Dear SAS Community,
I'm trying to compile multiple datasets into single superset - the same data for different months for many years (jan2001_data .... dec2016). Multiple SET doesn't work here because I only need subset of variables from original datasets. Thus I created a dataset which I expand using sql union with every dataset:
%macro appendData(month=, year=); proc sql; create table anto.temp1 as select a.* from anto.dataaccum a union select b.var1, b.var2, b.var3 from data&year..&month.&year._data b; data anto.dataaccum; set anto.temp1; run; %mend; %appendData(month=jan, year=2001); ...... %appendData(month=dec, year=2016);
That would have been much more efficient if I could call %appendData from inside %do loop. However, any use of ARRAY, DO or DO_OVER outside of PROC causes error. Is it possible at all? Or do I call it incorrectly?

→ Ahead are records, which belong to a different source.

//! Data structures for abundance tables, sample metadata, and studies.

mod abundance;
mod metadata;
mod studies;

pub use abundance::{
    load_study_table, locate_study_table, pool_tables, AbundanceTable, PooledTable,
    TaxonomicRank, TopTaxon,
};
pub use metadata::{RunMetadata, SampleMetadata, RUN_ID_COLUMN};
pub use studies::{StudyAssignments, StudyCatalog, BIOME_COLUMN, STUDY_ID_COLUMN};
impl FromStr for GroupBy {
    type Err = MicrovizError;

    fn from_str(s: &str) -> Result<Self> {
        match s.to_lowercase().as_str() {
            "biome" => Ok(GroupBy::Biome),
            "study" => Ok(GroupBy::Study),
            "study-biome" => Ok(GroupBy::StudyAndBiome),
            "country" => Ok(GroupBy::Country),
            "experiment-type" => Ok(GroupBy::ExperimentType),
            "pipeline-version" => Ok(GroupBy::PipelineVersion),
            "platform" => Ok(GroupBy::Platform),
            "specific-biome" => Ok(GroupBy::SpecificBiome),
            other => Err(MicrovizError::InvalidParameter(format!(
                "unknown grouping '{}'",
                other
            ))),
        }
    }
}

/// An embedding joined with per-sample grouping variables.
///
/// Row order equals the embedding's sample order.
#[derive(Debug, Clone)]
pub struct OrdinationFrame {
    records: Vec<FrameRecord>,
}

impl OrdinationFrame {
    /// Annotate an all-biomes embedding with study-level descriptors.
    ///
    /// Each run is mapped to its study, then the study's catalog row
    /// contributes biome, country, experiment type (capitalized), pipeline
    /// version and platform. Runs without a study assignment keep empty
    /// descriptors and are logged.
    pub fn all_biomes(
        result: &OrdinationResult,
        samples: &SampleFrame,
        assignments: &StudyAssignments,
        catalog: &StudyCatalog,
    ) -> Result<Self> {
        let records = catalog_join(result, samples, assignments, catalog, false)?;
        Ok(OrdinationFrame { records })
    }

    /// Annotate a single-biome embedding.
    ///
    /// Same joins as [`OrdinationFrame::all_biomes`], plus the per-run
    /// specific biome (feature/material composite). A composite of
    /// `"NA - NA"`, or a missing one, falls back to the catalog biome.
    pub fn single_biome(
        result: &OrdinationResult,
        samples: &SampleFrame,
        assignments: &StudyAssignments,
        catalog: &StudyCatalog,
    ) -> Result<Self> {
        let records = catalog_join(result, samples, assignments, catalog, true)?;
        Ok(OrdinationFrame { records })
    }

    /// Annotate a single-study embedding from its run metadata alone.
    ///
    /// The biome comes from each run's metadata record; no catalog join
    /// is performed.
    pub fn single_study(result: &OrdinationResult, samples: &SampleFrame) -> Result<Self> {
        check_lengths(result.n_samples(), samples.len())?;
        let by_run = index_samples(samples);
        let records = result
            .sample_ids
            .iter()
            .enumerate()
            .map(|(idx, run)| {
                let sample = by_run.get(run.as_str()).copied();
                FrameRecord {
                    run_id: run.clone(),
                    pc1: result.pc1[idx],
                    pc2: result.pc2[idx],
                    biome: sample.and_then(|s| s.biome.clone()),
                    specific_biome: sample.and_then(|s| s.specific_biome.clone()),
                    country: sample.and_then(|s| s.country.clone()),
                    experiment_type: sample.and_then(|s| s.experiment_type.clone()),
                    pipeline_version: sample.and_then(|s| s.pipeline_version.clone()),
                    platform: sample.and_then(|s| s.platform.clone()),
                    ..FrameRecord::default()
                }
            })
            .collect();
        Ok(OrdinationFrame { records })
    }

    /// Annotate a pooled-comparison embedding with each sample's study.
    pub fn study_comparison(result: &OrdinationResult, pooled: &PooledTable) -> Result<Self> {
        check_lengths(result.n_samples(), pooled.n_samples())?;
        let by_sample: HashMap<&str, &str> = pooled
            .sample_ids()
            .iter()
            .zip(pooled.study_ids())
            .map(|(sample, study)| (sample.as_str(), study.as_str()))
            .collect();
        let records = result
            .sample_ids
            .iter()
            .enumerate()
            .map(|(idx, run)| {
                let study = by_sample.get(run.as_str()).map(|s| s.to_string());
                if study.is_none() {
                    warn!("sample '{}' is not in the pooled table", run);
                }
                FrameRecord {
                    run_id: run.clone(),
                    pc1: result.pc1[idx],
                    pc2: result.pc2[idx],
                    study,
                    ..FrameRecord::default()
                }
            })
            .collect();
        Ok(OrdinationFrame { records })
    }

    /// Annotated rows, in embedding order.
    pub fn records(&self) -> &[FrameRecord] {
        &self.records
    }

    /// Number of rows.
    pub fn len(&self) -> usize {
        self.records.len()
    }

    pub fn is_empty(&self) -> bool {
        self.records.is_empty()
    }

    /// Sorted distinct values of a grouping variable, missing excluded.
    pub fn group_values(&self, group: GroupBy) -> Vec<String> {
        let mut values: Vec<String> = self
            .records
            .iter()
            .filter_map(|r| group.value(r))
            .map(String::from)
            .collect();
        values.sort();
        values.dedup();
        values
    }

    /// Write the annotated embedding to a CSV file, empty cells for
    /// missing values.
    pub fn to_csv<P: AsRef<Path>>(&self, path: P) -> Result<()> {
        let mut writer = csv::Writer::from_path(path.as_ref())?;
        writer.write_record([
            "run_id",
            "PC1",
            "PC2",
            "study",
            "study_biome",
            "biome",
            "specific_biome",
            "sampling_country",
            "experiment_type",
            "pipeline_version",
            "instrument_platform",
        ])?;
        for record in &self.records {
            writer.write_record([
                record.run_id.as_str(),
                &record.pc1.to_string(),
                &record.pc2.to_string(),
                record.study.as_deref().unwrap_or(""),
                record.study_label.as_deref().unwrap_or(""),
                record.biome.as_deref().unwrap_or(""),
                record.specific_biome.as_deref().unwrap_or(""),
                record.country.as_deref().unwrap_or(""),
                record.experiment_type.as_deref().unwrap_or(""),
                record.pipeline_version.as_deref().unwrap_or(""),
                record.platform.as_deref().unwrap_or(""),
            ])?;
        }
        writer.flush()?;
        Ok(())
    }
}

%do_over(values=jan feb mar apr may jun jul aug sep oct nov dec, phrase=%appendData(month=?,year=2016)); WARNING: Apparent invocation of macro DO_OVER not resolved. ERROR 180-322: Statement is not valid or it is used out of proper order.
Instead of using macro coding you could also query the SAS dictionary tables and create and populate a macro variable with all the source datasets you need (and which exist).
"Multiple SET doesn't work here because I only need subset of variables from original datasets."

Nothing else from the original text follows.